A good and simple scheme is to calculate the hash for a pair of integers as follows:
hash = length * CONSTANT + width
Empirically, you will get best results (i.e. the fewest number collisions) if CONSTANT is a prime number. A lot of people1 recommend a value like 31, but the best choice depends on the most likely range of the length and width value. If they are strictly bounded, and small enough, then you could do better than 31.
However, 31 is probably good enough for practical purposes2. A few collisions at this level is unlikely to make a significant performance difference, and even a perfect hashing function does not eliminate collisions at the hash table level ... where you use the modulus of the hash value.
1 - I'm not sure where this number comes from, or whether there are empirical studies to back it up ... in the general case. I suspect it comes from hashing of (ASCII) strings. But 31 is prime ... and it is a Mersenne prime (2^7 - 1) which means it could be computed using a shift and a subtraction if hardware multiple is slow.
2 - I'm excluding cases where you need to worry about someone deliberately creating hash function collisions in an attempt to "break" something.

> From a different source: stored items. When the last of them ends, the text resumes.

//! Retry and pacing policy, separated from I/O so it can be tested
//! in isolation.

use rand::Rng;
use std::time::Duration;

/// Classification of a failed network interaction.
#[derive(Debug, Clone, Copy, PartialEq, Eq)]
pub enum ErrorClass {
    /// Connection error, timeout, malformed response
    Transport,
    /// Non-2xx, non-404 status
    ServerStatus,
    /// 404: the target is gone, retrying will not help
    NotFound,
    /// 2xx body without the logged-in marker
    SessionExpired,
}

/// Bounded attempts with a jittered inter-attempt delay.
///
/// The delay doubles as deliberate request pacing, not just error
/// backoff: one credential must never burst.
#[derive(Debug, Clone)]
pub struct RetryPolicy {
    pub max_attempts: u32,
    pub delay_min: Duration,
    pub delay_max: Duration,
}

impl RetryPolicy {
    pub fn new(max_attempts: u32, delay_min: Duration, delay_max: Duration) -> Self {
        Self {
            max_attempts,
            delay_min,
            delay_max,
        }
    }

    /// Portal login: 10 attempts, 5-10 s apart.
    pub fn login() -> Self {
        Self::new(10, Duration::from_secs(5), Duration::from_secs(10))
    }

    /// Page fetch: 10 attempts, 5-10 s apart.
    pub fn fetch() -> Self {
        Self::new(10, Duration::from_secs(5), Duration::from_secs(10))
    }

    /// Instant variant for tests.
    pub fn immediate(max_attempts: u32) -> Self {
        Self::new(max_attempts, Duration::ZERO, Duration::ZERO)
    }

    pub fn retryable(&self, class: ErrorClass) -> bool {
        matches!(
            class,
            ErrorClass::Transport | ErrorClass::ServerStatus | ErrorClass::SessionExpired
        )
    }

    pub fn jittered_delay(&self) -> Duration {
        jitter(self.delay_min, self.delay_max)
    }
}

/// Uniform random duration in `[min, max]`.
pub fn jitter(min: Duration, max: Duration) -> Duration {
    if max <= min {
        return min;
    }
    let span = (max - min).as_millis() as u64;
    min + Duration::from_millis(rand::thread_rng().gen_range(0..=span))
}

/// Sleep for a jittered duration, logging it like the workers always
/// have so throttling is visible in the live log.
pub async fn jittered_sleep(min: Duration, max: Duration) {
    let delay = jitter(min, max);
    if delay > Duration::ZERO {
        tracing::debug!(seconds = delay.as_secs_f64(), "pacing sleep");
    }
    tokio::time::sleep(delay).await;
}

#[cfg(test)]
mod tests {
    use super::*;

    #[test]
    fn delay_stays_within_bounds() {
        let policy = RetryPolicy::new(3, Duration::from_secs(5), Duration::from_secs(10));
        for _ in 0..100 {
            let d = policy.jittered_delay();
            assert!(d >= Duration::from_secs(5));
            assert!(d <= Duration::from_secs(10));
        }
    }

    #[test]
    fn not_found_is_never_retryable() {
        let policy = RetryPolicy::fetch();
        assert!(!policy.retryable(ErrorClass::NotFound));
        assert!(policy.retryable(ErrorClass::Transport));
        assert!(policy.retryable(ErrorClass::ServerStatus));
        assert!(policy.retryable(ErrorClass::SessionExpired));
    }

    #[test]
    fn degenerate_range_is_constant() {
        assert_eq!(
            jitter(Duration::from_secs(2), Duration::from_secs(2)),
            Duration::from_secs(2)
        );
    }
}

You can use the Apache Commons library, which has a HashCodeBuilder class. Assuming you have a Rectangle class with a width and a height, you can add the following method:
#Override
public int hashCode(){
return new HashCodeBuilder().append(width).append(height).append(children).toHashCode();
}
What you want (as clarified in your comment on the question) is not possible. There are N possible hashCodes, one for each int, where N is approximately 4.2 billion. Assuming rectangles must have positive dimensions, there are ((N * N) / 4) possible rectangles. How do you propose to make them fit into N hashCodes? When N is > 4, you have more possible rectangles than hashCodes.